I do wonder if the Disney hand pulling the strings could possibly have negative consequences on the story. With the recent release of Age of Ulton, internet fanboys have had some harsh words to say regarding the studios decision to remove certain scenes from the film to appeal to a wide audience. I pray the same thing does not happen to Star Wars. However, based upon what I can gather from the trailer, it seems the producers of the new films have made a conscious effort to revise the Star Wars timeline post Return of the Jedi. There are not mentions of integral characters such as Mara Jade, Grand Admiral Thrawn, or the Emperor Clones. Not only is there no indication that Jaina, Jacen, and Anakin Solo will appear in the film, but there is no evidence to even suggest that Han and Leia have been living happily ever after since the destruction of the Second Death Star. The studio’s misunderstanding of the property; combined with their desire to water-down Star Wars and release dozens of films in a James Bond inspired fashion has me doubting they truly understand the Force. It seems to compromise the integrity of Star Wars.
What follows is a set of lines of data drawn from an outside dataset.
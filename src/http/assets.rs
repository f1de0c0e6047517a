//! Static assets and the single-page app fallback.
//!
//! Images are served from a directory under `/images`. Every other path
//! outside the API returns the app document so client-side routing works.

use axum::{
    body::Body,
    extract::{Request, State},
    http::{Method, StatusCode},
    response::{IntoResponse, Response},
};
use tower::ServiceExt;
use tower_http::services::{ServeDir, ServeFile};

use crate::http::error::ApiError;
use crate::http::server::AppState;

/// Prefix reserved for the JSON API.
pub const API_PREFIX: &str = "/api";

/// Service for the image directory.
pub fn images_service(dir: &str) -> ServeDir {
    ServeDir::new(dir)
}

fn is_api_path(path: &str) -> bool {
    path == API_PREFIX || path.starts_with("/api/")
}

/// Fallback for every unmatched route, including a known path hit with an
/// unsupported method.
pub async fn spa_fallback(State(state): State<AppState>, request: Request) -> Response {
    if is_api_path(request.uri().path()) {
        tracing::debug!(path = %request.uri().path(), "Unmatched API route");
        return ApiError::RouteNotFound.into_response();
    }

    if !matches!(*request.method(), Method::GET | Method::HEAD) {
        return (StatusCode::NOT_FOUND, "Not found").into_response();
    }

    match ServeFile::new(state.spa_index.as_path()).oneshot(request).await {
        Ok(response) => response.map(Body::new),
        Err(never) => match never {},
    }
}
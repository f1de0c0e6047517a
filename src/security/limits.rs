//! Request size limits.

use tower_http::limit::RequestBodyLimitLayer;

use crate::config::SecurityConfig;

/// Reject bodies larger than `security.max_body_size` with 413.
pub fn body_limit_layer(config: &SecurityConfig) -> RequestBodyLimitLayer {
    RequestBodyLimitLayer::new(config.max_body_size)
}
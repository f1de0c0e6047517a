//! Request middleware.

pub mod metrics;

pub use metrics::track_metrics;
//! HTTP protocol handling subsystem.
//!
//! # Data Flow
//! ```text
//! TCP connection
//!     → server.rs (Axum setup, middleware stack)
//!     → request.rs (request ID lookup for spans)
//!     → items.rs (path/body parsing, store calls)
//!     → error.rs (domain error → status + plain-text body)
//!     → assets.rs (images and single-page app fallback)
//!     → Send to client
//! ```

pub mod assets;
pub mod error;
pub mod items;
pub mod middleware;
pub mod request;
pub mod server;

pub use error::ApiError;
pub use request::{RequestIdExt, X_REQUEST_ID};
pub use server::{build_router, AppState, HttpServer};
For decades, studios have been buying the rights to intellectual property, this is nothing new. But this is Star Wars, and this one really hits close to the chest. I do not know what to expect in the new film. Star Wars has changed, and I doubt that these new additions to the series will maintain the timelessness of the originals. I know that despite my own uncertainty and desire to maintain all that once was; I will yet again find myself on December 17th, wearing my Darth Vader’s mask in line for another midnight premiere. While I know I will leave the theater entertained, as can be expected with any corporate blockbuster, it saddens me to think that I will not be transformed. Of course, what if you are not an aspiring Jedi Padawan? What if you are one of the many popcorn-flick-enthusiasts out there? Or maybe you are one of the many high-school cheerleaders I knew who considers Chewbacca “the Golden Retriever who flies airplanes”? Then I am sure you can expect to fall asleep satisfied on December 18th, whisked away to your dreams on the wings of an X-wing fighter.
For me, Star Wars, in its re imagined form, will not be the Star Wars of the past. It will be something different, something dampened, something corporate, and I guess I just need to learn to live with that fact.